(Dataset entries)
//! Tip pick-up and drop.

use std::sync::Arc;

use async_trait::async_trait;

use crate::error::{EngineError, EngineResult};
use crate::hardware::{engine_error_from_hardware, HardwareControlApi};
use crate::state::StateStore;
use crate::types::TipGeometry;

/// Attaches and removes tips at the pipette's current position.
#[async_trait]
pub trait TipHandler: Send + Sync {
    /// Pick up the tip in `well_name` and report its geometry.
    async fn pick_up_tip(&self, pipette_id: &str, labware_id: &str, well_name: &str) -> EngineResult<TipGeometry>;

    /// Drop the attached tip. `home_after` defaults to true.
    async fn drop_tip(&self, pipette_id: &str, home_after: Option<bool>) -> EngineResult<()>;
}

fn ensure_tip_attached(state: &StateStore, pipette_id: &str) -> EngineResult<()> {
    if state.view().pipettes().get_has_tip(pipette_id) {
        Ok(())
    } else {
        Err(EngineError::TipNotAttached(format!(
            "Pipette {pipette_id} has no tip to drop."
        )))
    }
}

/// Drives the pipette plunger and tip sensors.
pub struct HardwareTipHandler {
    hardware: Arc<dyn HardwareControlApi>,
    state: Arc<StateStore>,
}

impl HardwareTipHandler {
    pub fn new(hardware: Arc<dyn HardwareControlApi>, state: Arc<StateStore>) -> Self {
        Self { hardware, state }
    }
}

#[async_trait]
impl TipHandler for HardwareTipHandler {
    async fn pick_up_tip(&self, pipette_id: &str, labware_id: &str, well_name: &str) -> EngineResult<TipGeometry> {
        let (mount, geometry) = {
            let view = self.state.view();
            let mount = view.pipettes().get_hardware_mount(pipette_id)?;
            let geometry = view.geometry().get_nominal_tip_geometry(pipette_id, labware_id, well_name)?;
            (mount, geometry)
        };
        self.hardware
            .pick_up_tip(mount, geometry.length)
            .await
            .map_err(engine_error_from_hardware)?;
        Ok(geometry)
    }

    async fn drop_tip(&self, pipette_id: &str, home_after: Option<bool>) -> EngineResult<()> {
        ensure_tip_attached(&self.state, pipette_id)?;
        let mount = self.state.view().pipettes().get_hardware_mount(pipette_id)?;
        self.hardware
            .drop_tip(mount, home_after.unwrap_or(true))
            .await
            .map_err(engine_error_from_hardware)
    }
}

/// Reports tip geometry from definitions without touching hardware.
pub struct VirtualTipHandler {
    state: Arc<StateStore>,
}

impl VirtualTipHandler {
    pub fn new(state: Arc<StateStore>) -> Self {
        Self { state }
    }
}

#[async_trait]
impl TipHandler for VirtualTipHandler {
    async fn pick_up_tip(&self, pipette_id: &str, labware_id: &str, well_name: &str) -> EngineResult<TipGeometry> {
        self.state
            .view()
            .geometry()
            .get_nominal_tip_geometry(pipette_id, labware_id, well_name)
    }

    async fn drop_tip(&self, pipette_id: &str, _home_after: Option<bool>) -> EngineResult<()> {
        ensure_tip_attached(&self.state, pipette_id)
    }
}

/// Pick the tip handler for this engine.
pub fn create_tip_handler(
    hardware: Arc<dyn HardwareControlApi>,
    state: Arc<StateStore>,
    use_virtual_pipettes: bool,
) -> Arc<dyn TipHandler> {
    if use_virtual_pipettes {
        Arc::new(VirtualTipHandler::new(state))
    } else {
        Arc::new(HardwareTipHandler::new(hardware, state))
    }
}
//! Liquids declared for a run.

use std::collections::HashMap;

use super::HandlesActions;
use crate::actions::Action;
use crate::types::Liquid;

#[derive(Debug, Clone, Default)]
pub struct LiquidState {
    liquids_by_id: HashMap<String, Liquid>,
    liquid_order: Vec<String>,
}

impl HandlesActions for LiquidState {
    fn handle_action(&self, action: &Action) -> Option<Self> {
        let Action::AddLiquid { liquid } = action else {
            return None;
        };
        let mut next = self.clone();
        if !next.liquids_by_id.contains_key(&liquid.id) {
            next.liquid_order.push(liquid.id.clone());
        }
        next.liquids_by_id.insert(liquid.id.clone(), liquid.clone());
        Some(next)
    }
}

#[derive(Debug, Clone, Copy)]
pub struct LiquidView<'a> {
    state: &'a LiquidState,
}

impl<'a> LiquidView<'a> {
    pub(crate) fn new(state: &'a LiquidState) -> Self {
        Self { state }
    }

    pub fn get(&self, liquid_id: &str) -> Option<&'a Liquid> {
        self.state.liquids_by_id.get(liquid_id)
    }

    /// All liquids in the order they were declared.
    pub fn get_all(&self) -> Vec<&'a Liquid> {
        self.state
            .liquid_order
            .iter()
            .filter_map(|id| self.state.liquids_by_id.get(id))
            .collect()
    }
}
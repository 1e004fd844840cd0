//! Protocol-initiated pauses.

use std::sync::Arc;

use tracing::info;

use super::ActionDispatcher;
use crate::actions::{Action, PauseSource};
use crate::error::{EngineError, EngineResult};

/// Lets a running command pause the run and wait to be resumed.
pub struct RunControlHandler {
    dispatcher: Arc<ActionDispatcher>,
    ignore_pause: bool,
}

impl RunControlHandler {
    pub fn new(dispatcher: Arc<ActionDispatcher>, ignore_pause: bool) -> Self {
        Self {
            dispatcher,
            ignore_pause,
        }
    }

    /// Pause the run and wait until it is resumed.
    ///
    /// Returns `RunStopped` if the run is stopped instead of resumed.
    pub async fn wait_for_resume(&self) -> EngineResult<()> {
        if self.ignore_pause {
            return Ok(());
        }

        self.dispatcher.dispatch(Action::Pause {
            source: PauseSource::Protocol,
        })?;
        info!("Run paused by protocol, waiting for resume");

        let view = self
            .dispatcher
            .state()
            .wait_for(|view| {
                let commands = view.commands();
                commands.get_is_running() || commands.get_is_stopped()
            })
            .await?;

        if view.commands().get_is_stopped() {
            return Err(EngineError::RunStopped(
                "Run was stopped while waiting for resume".to_string(),
            ));
        }
        info!("Run resumed");
        Ok(())
    }
}
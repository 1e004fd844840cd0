//! Pipette gantry motion, against hardware or purely from state.
//!
//! Both movers share one contract so that everything above them behaves the
//! same whether or not motors are attached. The choice is made once, when the
//! engine is built, by [`create_gantry_mover`].

use std::sync::Arc;

use async_trait::async_trait;

use crate::error::{EngineError, EngineResult};
use crate::hardware::{engine_error_from_hardware, HardwareControlApi};
use crate::state::StateStore;
use crate::types::{CurrentWell, MotorAxis, Mount, Point, Waypoint};

/// Gantry motion used by pipette movement.
#[async_trait]
pub trait GantryMover: Send + Sync {
    /// Current position of the pipette's critical point.
    async fn get_position(
        &self,
        pipette_id: &str,
        current_well: Option<&CurrentWell>,
        fail_on_not_homed: bool,
    ) -> EngineResult<Point>;

    /// Highest z the pipette can travel at.
    async fn get_max_travel_z(&self, pipette_id: &str) -> EngineResult<f64>;

    /// Visit `waypoints` in order and return the final position.
    async fn move_to(&self, pipette_id: &str, waypoints: &[Waypoint], speed: Option<f64>) -> EngineResult<Point>;

    /// Move by `delta` and return the new position.
    async fn move_relative(&self, pipette_id: &str, delta: Point, speed: Option<f64>) -> EngineResult<Point>;

    /// Home `axes`, or everything when `None`.
    async fn home(&self, axes: Option<Vec<MotorAxis>>) -> EngineResult<()>;
}

fn final_position(waypoints: &[Waypoint]) -> EngineResult<Point> {
    waypoints
        .last()
        .map(|waypoint| waypoint.position)
        .ok_or_else(|| EngineError::MotionPlanningFailed("No waypoints to move through".to_string()))
}

/// Drives the real gantry.
pub struct HardwareGantryMover {
    hardware: Arc<dyn HardwareControlApi>,
    state: Arc<StateStore>,
}

impl HardwareGantryMover {
    pub fn new(hardware: Arc<dyn HardwareControlApi>, state: Arc<StateStore>) -> Self {
        Self { hardware, state }
    }
}

#[async_trait]
impl GantryMover for HardwareGantryMover {
    async fn get_position(
        &self,
        pipette_id: &str,
        current_well: Option<&CurrentWell>,
        fail_on_not_homed: bool,
    ) -> EngineResult<Point> {
        let (mount, critical_point): (Mount, _) = {
            let view = self.state.view();
            let location = view.motion().get_pipette_location(pipette_id, current_well)?;
            (location.mount.into(), location.critical_point)
        };
        self.hardware
            .gantry_position(mount, critical_point, fail_on_not_homed)
            .await
            .map_err(engine_error_from_hardware)
    }

    async fn get_max_travel_z(&self, pipette_id: &str) -> EngineResult<f64> {
        let mount = self.state.view().pipettes().get_hardware_mount(pipette_id)?;
        self.hardware
            .get_instrument_max_height(mount, None)
            .await
            .map_err(engine_error_from_hardware)
    }

    async fn move_to(&self, pipette_id: &str, waypoints: &[Waypoint], speed: Option<f64>) -> EngineResult<Point> {
        let mount = self.state.view().pipettes().get_hardware_mount(pipette_id)?;
        for waypoint in waypoints {
            self.hardware
                .move_to(mount, waypoint.position, waypoint.critical_point, speed)
                .await
                .map_err(engine_error_from_hardware)?;
        }
        final_position(waypoints)
    }

    async fn move_relative(&self, pipette_id: &str, delta: Point, speed: Option<f64>) -> EngineResult<Point> {
        let mount = self.state.view().pipettes().get_hardware_mount(pipette_id)?;
        self.hardware
            .move_rel(mount, delta, true, speed)
            .await
            .map_err(engine_error_from_hardware)?;
        self.get_position(pipette_id, None, true).await
    }

    async fn home(&self, axes: Option<Vec<MotorAxis>>) -> EngineResult<()> {
        self.hardware.home(axes).await.map_err(engine_error_from_hardware)
    }
}

/// Computes positions from state without moving anything.
pub struct VirtualGantryMover {
    state: Arc<StateStore>,
}

impl VirtualGantryMover {
    pub fn new(state: Arc<StateStore>) -> Self {
        Self { state }
    }
}

#[async_trait]
impl GantryMover for VirtualGantryMover {
    async fn get_position(
        &self,
        pipette_id: &str,
        _current_well: Option<&CurrentWell>,
        _fail_on_not_homed: bool,
    ) -> EngineResult<Point> {
        let view = self.state.view();
        view.pipettes().get(pipette_id)?;
        Ok(view.pipettes().get_deck_point(pipette_id).unwrap_or_default())
    }

    async fn get_max_travel_z(&self, pipette_id: &str) -> EngineResult<f64> {
        let view = self.state.view();
        let pipettes = view.pipettes();
        let home_position = pipettes.get_config(pipette_id)?.home_position;
        let tip_length = pipettes.get_attached_tip(pipette_id).map_or(0.0, |tip| tip.length);
        Ok(home_position - tip_length)
    }

    async fn move_to(&self, pipette_id: &str, waypoints: &[Waypoint], _speed: Option<f64>) -> EngineResult<Point> {
        self.state.view().pipettes().get(pipette_id)?;
        final_position(waypoints)
    }

    async fn move_relative(&self, pipette_id: &str, delta: Point, _speed: Option<f64>) -> EngineResult<Point> {
        let origin = self.get_position(pipette_id, None, true).await?;
        Ok(origin + delta)
    }

    async fn home(&self, _axes: Option<Vec<MotorAxis>>) -> EngineResult<()> {
        Ok(())
    }
}

/// Pick the mover for this engine.
pub fn create_gantry_mover(
    hardware: Arc<dyn HardwareControlApi>,
    state: Arc<StateStore>,
    use_virtual_pipettes: bool,
) -> Arc<dyn GantryMover> {
    if use_virtual_pipettes {
        Arc::new(VirtualGantryMover::new(state))
    } else {
        Arc::new(HardwareGantryMover::new(hardware, state))
    }
}

#[cfg(test)]
mod tests {
    use super::*;
    use crate::actions::Action;
    use crate::commands::{
        CommandCreate, CommandParams, CommandResult, LoadPipetteParams, LoadPipetteResult, MoveRelativeParams,
        MoveRelativeResult,
    };
    use crate::config::{DeckType, EngineConfig};
    use crate::definitions::DeckDefinition;
    use crate::hardware::SimulatedHardware;
    use crate::state::State;
    use crate::types::{MountType, MovementAxis};
    use chrono::Utc;

    const PIPETTE: &str = "pipette-1";

    /// Run a command through queued, running and succeeded in the store.
    fn complete(store: &StateStore, id: &str, params: CommandParams, result: CommandResult) {
        store
            .dispatch(&Action::QueueCommand {
                command_id: id.into(),
                created_at: Utc::now(),
                request: CommandCreate::setup(params),
            })
            .unwrap();
        let running = store.view().commands().get(id).unwrap().to_running(Utc::now());
        store
            .dispatch(&Action::UpdateCommand {
                command: running.clone(),
            })
            .unwrap();
        store
            .dispatch(&Action::UpdateCommand {
                command: running.to_succeeded(result, Utc::now()),
            })
            .unwrap();
    }

    /// Store with a loaded pipette whose last deck point is (1, 2, 3).
    fn store_with_pipette() -> Arc<StateStore> {
        let store = StateStore::new(State::new(
            EngineConfig::default(),
            DeckDefinition::standard(DeckType::Ot2Standard),
            vec![],
        ));
        complete(
            &store,
            "load",
            CommandParams::LoadPipette(LoadPipetteParams {
                pipette_name: "p300_single_gen2".into(),
                mount: MountType::Left,
                pipette_id: Some(PIPETTE.into()),
            }),
            CommandResult::LoadPipette(LoadPipetteResult {
                pipette_id: PIPETTE.into(),
            }),
        );
        complete(
            &store,
            "nudge",
            CommandParams::MoveRelative(MoveRelativeParams {
                pipette_id: PIPETTE.into(),
                axis: MovementAxis::Z,
                distance: 3.0,
            }),
            CommandResult::MoveRelative(MoveRelativeResult {
                position: Point::new(1.0, 2.0, 3.0),
            }),
        );
        Arc::new(store)
    }

    #[tokio::test]
    async fn test_virtual_move_to_returns_last_waypoint() {
        let store = store_with_pipette();
        let mover = VirtualGantryMover::new(Arc::clone(&store));
        let waypoints = [
            Waypoint::new(Point::new(1.0, 2.0, 100.0)),
            Waypoint::new(Point::new(50.0, 60.0, 100.0)),
            Waypoint::new(Point::new(50.0, 60.0, 10.0)),
        ];

        let position = mover.move_to(PIPETTE, &waypoints, Some(10.0)).await.unwrap();
        assert_eq!(position, Point::new(50.0, 60.0, 10.0));
        assert_eq!(
            store.view().pipettes().get_deck_point(PIPETTE),
            Some(Point::new(1.0, 2.0, 3.0))
        );
    }

    #[tokio::test]
    async fn test_virtual_move_relative_offsets_deck_point() {
        let store = store_with_pipette();
        let mover = VirtualGantryMover::new(Arc::clone(&store));

        let position = mover
            .move_relative(PIPETTE, Point::new(0.0, 0.0, 5.0), None)
            .await
            .unwrap();
        assert_eq!(position, Point::new(1.0, 2.0, 8.0));
        assert_eq!(
            store.view().pipettes().get_deck_point(PIPETTE),
            Some(Point::new(1.0, 2.0, 3.0))
        );
    }

    #[tokio::test]
    async fn test_empty_waypoints_fail_planning() {
        let store = store_with_pipette();
        let hardware = SimulatedHardware::new();
        hardware.home(None).await.unwrap();

        let movers: [Arc<dyn GantryMover>; 2] = [
            Arc::new(VirtualGantryMover::new(Arc::clone(&store))),
            Arc::new(HardwareGantryMover::new(Arc::new(hardware.clone()), Arc::clone(&store))),
        ];
        for mover in movers {
            let err = mover.move_to(PIPETTE, &[], None).await.unwrap_err();
            assert!(matches!(err, EngineError::MotionPlanningFailed(_)));
        }
        assert!(hardware
            .calls()
            .iter()
            .all(|call| !matches!(call, crate::hardware::HardwareCall::MoveTo { .. })));
    }

    #[tokio::test]
    async fn test_hardware_move_requires_homing() {
        let store = store_with_pipette();
        let hardware = SimulatedHardware::new();
        let mover = HardwareGantryMover::new(Arc::new(hardware.clone()), store);

        let err = mover
            .move_to(PIPETTE, &[Waypoint::new(Point::new(10.0, 10.0, 10.0))], None)
            .await
            .unwrap_err();
        assert!(matches!(err, EngineError::MustHome(_)));
        assert!(hardware.calls().is_empty());
    }

    #[tokio::test]
    async fn test_unknown_pipette_is_rejected() {
        let store = store_with_pipette();
        let mover = VirtualGantryMover::new(store);

        let err = mover
            .move_to("missing", &[Waypoint::new(Point::default())], None)
            .await
            .unwrap_err();
        assert!(matches!(err, EngineError::PipetteNotLoaded(_)));
    }
}
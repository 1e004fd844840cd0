//! Home the gantry.

use async_trait::async_trait;
use serde::{Deserialize, Serialize};

use super::{CommandContext, CommandImplementation, CommandResult};
use crate::error::EngineResult;
use crate::types::MotorAxis;

/// Axes to home; `None` homes everything.
#[derive(Debug, Clone, PartialEq, Serialize, Deserialize)]
#[serde(rename_all = "camelCase")]
pub struct HomeParams {
    #[serde(default)]
    pub axes: Option<Vec<MotorAxis>>,
}

#[derive(Debug, Clone, PartialEq, Serialize, Deserialize)]
pub struct HomeResult {}

#[async_trait]
impl CommandImplementation for HomeParams {
    async fn execute(&self, ctx: &CommandContext<'_>) -> EngineResult<CommandResult> {
        ctx.movement.home(self.axes.clone()).await?;
        Ok(CommandResult::Home(HomeResult {}))
    }
}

- _WHAT TO WORK ON_
The answer should hold only the lines from the start of the records above through the line containing "has no tip to", each set down exactly.

- _EXPECTED ANSWER_
//! Tip pick-up and drop.

use std::sync::Arc;

use async_trait::async_trait;

use crate::error::{EngineError, EngineResult};
use crate::hardware::{engine_error_from_hardware, HardwareControlApi};
use crate::state::StateStore;
use crate::types::TipGeometry;

/// Attaches and removes tips at the pipette's current position.
#[async_trait]
pub trait TipHandler: Send + Sync {
    /// Pick up the tip in `well_name` and report its geometry.
    async fn pick_up_tip(&self, pipette_id: &str, labware_id: &str, well_name: &str) -> EngineResult<TipGeometry>;

    /// Drop the attached tip. `home_after` defaults to true.
    async fn drop_tip(&self, pipette_id: &str, home_after: Option<bool>) -> EngineResult<()>;
}

fn ensure_tip_attached(state: &StateStore, pipette_id: &str) -> EngineResult<()> {
    if state.view().pipettes().get_has_tip(pipette_id) {
        Ok(())
    } else {
        Err(EngineError::TipNotAttached(format!(
            "Pipette {pipette_id} has no tip to drop."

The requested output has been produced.